- _SUPPLIED INFORMATION_
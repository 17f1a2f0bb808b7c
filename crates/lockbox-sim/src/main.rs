//! lockbox-sim - pair, lose the phone, recover
//!
//! plays the whole social recovery story in one process: an owner pairs
//! with every helper, the lockbox gets split, the owner's phone is wiped
//! and the vault comes back after pairing with a subset of helpers.
//!
//! usage:
//!   lockbox-sim                                # 4 helpers, recover with 2
//!   lockbox-sim --helpers 7 --recover-with 4
//!   lockbox-sim --config lockbox.toml          # min_helpers etc. from toml
//!
//! exits non-zero when the vault does not come back.

mod net;

use std::path::PathBuf;

use anyhow::{bail, ensure, Context, Result};
use clap::Parser;
use lockbox::{Config, KeyPair, MessageType, OperatingMode};
use tracing::{info, warn};

use net::Net;

const OWNER: &str = "Grand Ma";
const OWNER_PHONE: &str = "12345";

/// lockbox-sim - pair, lose the phone, recover
#[derive(Parser)]
#[command(name = "lockbox-sim")]
#[command(about = "simulate lockbox distribution and social recovery")]
#[command(version)]
struct Args {
    /// helpers to pair with before losing the phone
    #[arg(long, default_value = "4")]
    helpers: usize,

    /// helpers to pair with during recovery (default: half, rounded up)
    #[arg(long)]
    recover_with: Option<usize>,

    /// override min_helpers from the config
    #[arg(long)]
    min_helpers: Option<usize>,

    /// toml config file
    #[arg(short, long)]
    config: Option<PathBuf>,

    /// accounts to put in the vault
    #[arg(long, default_value = "2")]
    accounts: usize,
}

fn load_config(args: &Args) -> Result<Config> {
    let mut config = match &args.config {
        Some(path) => {
            let text = std::fs::read_to_string(path).with_context(|| format!("reading {}", path.display()))?;
            Config::from_toml_str(&text).with_context(|| format!("parsing {}", path.display()))?
        }
        None => Config::default(),
    };
    if let Some(min) = args.min_helpers {
        config.min_helpers = min;
    }
    config.validate()?;
    Ok(config)
}

fn helper_name(i: usize) -> String {
    format!("Helper-{i}")
}

async fn run(args: Args) -> Result<()> {
    let config = load_config(&args)?;
    ensure!(args.helpers > 0, "need at least one helper");
    let recover_with = args.recover_with.unwrap_or(args.helpers.div_ceil(2));
    ensure!(recover_with <= args.helpers, "cannot recover with more helpers than were paired");

    info!("lockbox-sim v{}", env!("CARGO_PKG_VERSION"));
    info!("  helpers: {}", args.helpers);
    info!("  recover with: {}", recover_with);
    info!("  min helpers: {}", config.min_helpers);

    let mut net = Net::new(config.clone(), 1_700_000_000_000);
    net.join(OWNER, OWNER_PHONE).await?;
    for i in 1..=args.helpers {
        net.join(&helper_name(i), &format!("{}", 1000 + i)).await?;
    }

    for i in 1..=args.accounts {
        let key = if i % 2 == 0 {
            KeyPair::generate_ecdsa()
        } else {
            KeyPair::generate_ed25519()
        };
        net.node_mut(OWNER)?
            .add_account(&format!("{OWNER}'s Account-{i}"), &format!("acct-{i}"), "polkadot", key)?;
    }

    for i in 1..=args.helpers {
        net.pair(OWNER, &helper_name(i))?;
    }

    let owner = net.node(OWNER)?;
    let vault = owner.vault().clone();
    let secret = owner.lockbox().secret().clone();
    let splits = net.relay().sent_count(MessageType::LockboxShareInfoUpdate);
    info!(
        "paired {} helpers, protected: {}, shares sent: {}",
        owner.helpers().len(),
        owner.can_protect(),
        splits
    );
    if !owner.can_protect() {
        warn!("fewer than {} helpers in sync, recovery will fail", config.min_helpers);
    }

    info!("--- {} loses the phone ---", OWNER);
    net.lose_device(OWNER).await?;

    for i in 1..=recover_with {
        net.pair(OWNER, &helper_name(i))?;
        if net.node(OWNER)?.operating_mode() == OperatingMode::Normal {
            info!("recovered after pairing with {} helpers", i);
            break;
        }
    }

    let owner = net.node_mut(OWNER)?;
    if owner.operating_mode() != OperatingMode::Normal {
        bail!("still recovering after pairing with {} helpers", recover_with);
    }
    owner.flush_storage().await?;

    let owner = net.node(OWNER)?;
    ensure!(owner.vault() == &vault, "recovered vault differs from the original");
    ensure!(owner.lockbox().secret() == &secret, "recovered lockbox secret differs");
    ensure!(
        owner.helpers().len() == args.helpers,
        "restored {} of {} helpers",
        owner.helpers().len(),
        args.helpers
    );

    for n in owner.notifications() {
        info!(ts = n.ts, "{}: {}", n.title, n.body);
    }
    info!(
        "done: {} accounts, {} helpers, {} envelopes of share traffic",
        owner.vault().len(),
        owner.helpers().len(),
        net.relay().sent_count(MessageType::LockboxShareInfoUpdate)
            + net.relay().sent_count(MessageType::LockboxShareRetrievalResponse)
    );
    Ok(())
}

#[tokio::main]
async fn main() -> Result<()> {
    tracing_subscriber::fmt()
        .with_env_filter(
            tracing_subscriber::EnvFilter::try_from_default_env()
                .unwrap_or_else(|_| tracing_subscriber::EnvFilter::new("info")),
        )
        .init();

    run(Args::parse()).await
}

- _WHAT THIS TASK INVOLVES_
Please find all lines of the entries that hold the string "async" and copy them.

- _EXPECTED ANSWER_
async fn run(args: Args) -> Result<()> {
async fn main() -> Result<()> {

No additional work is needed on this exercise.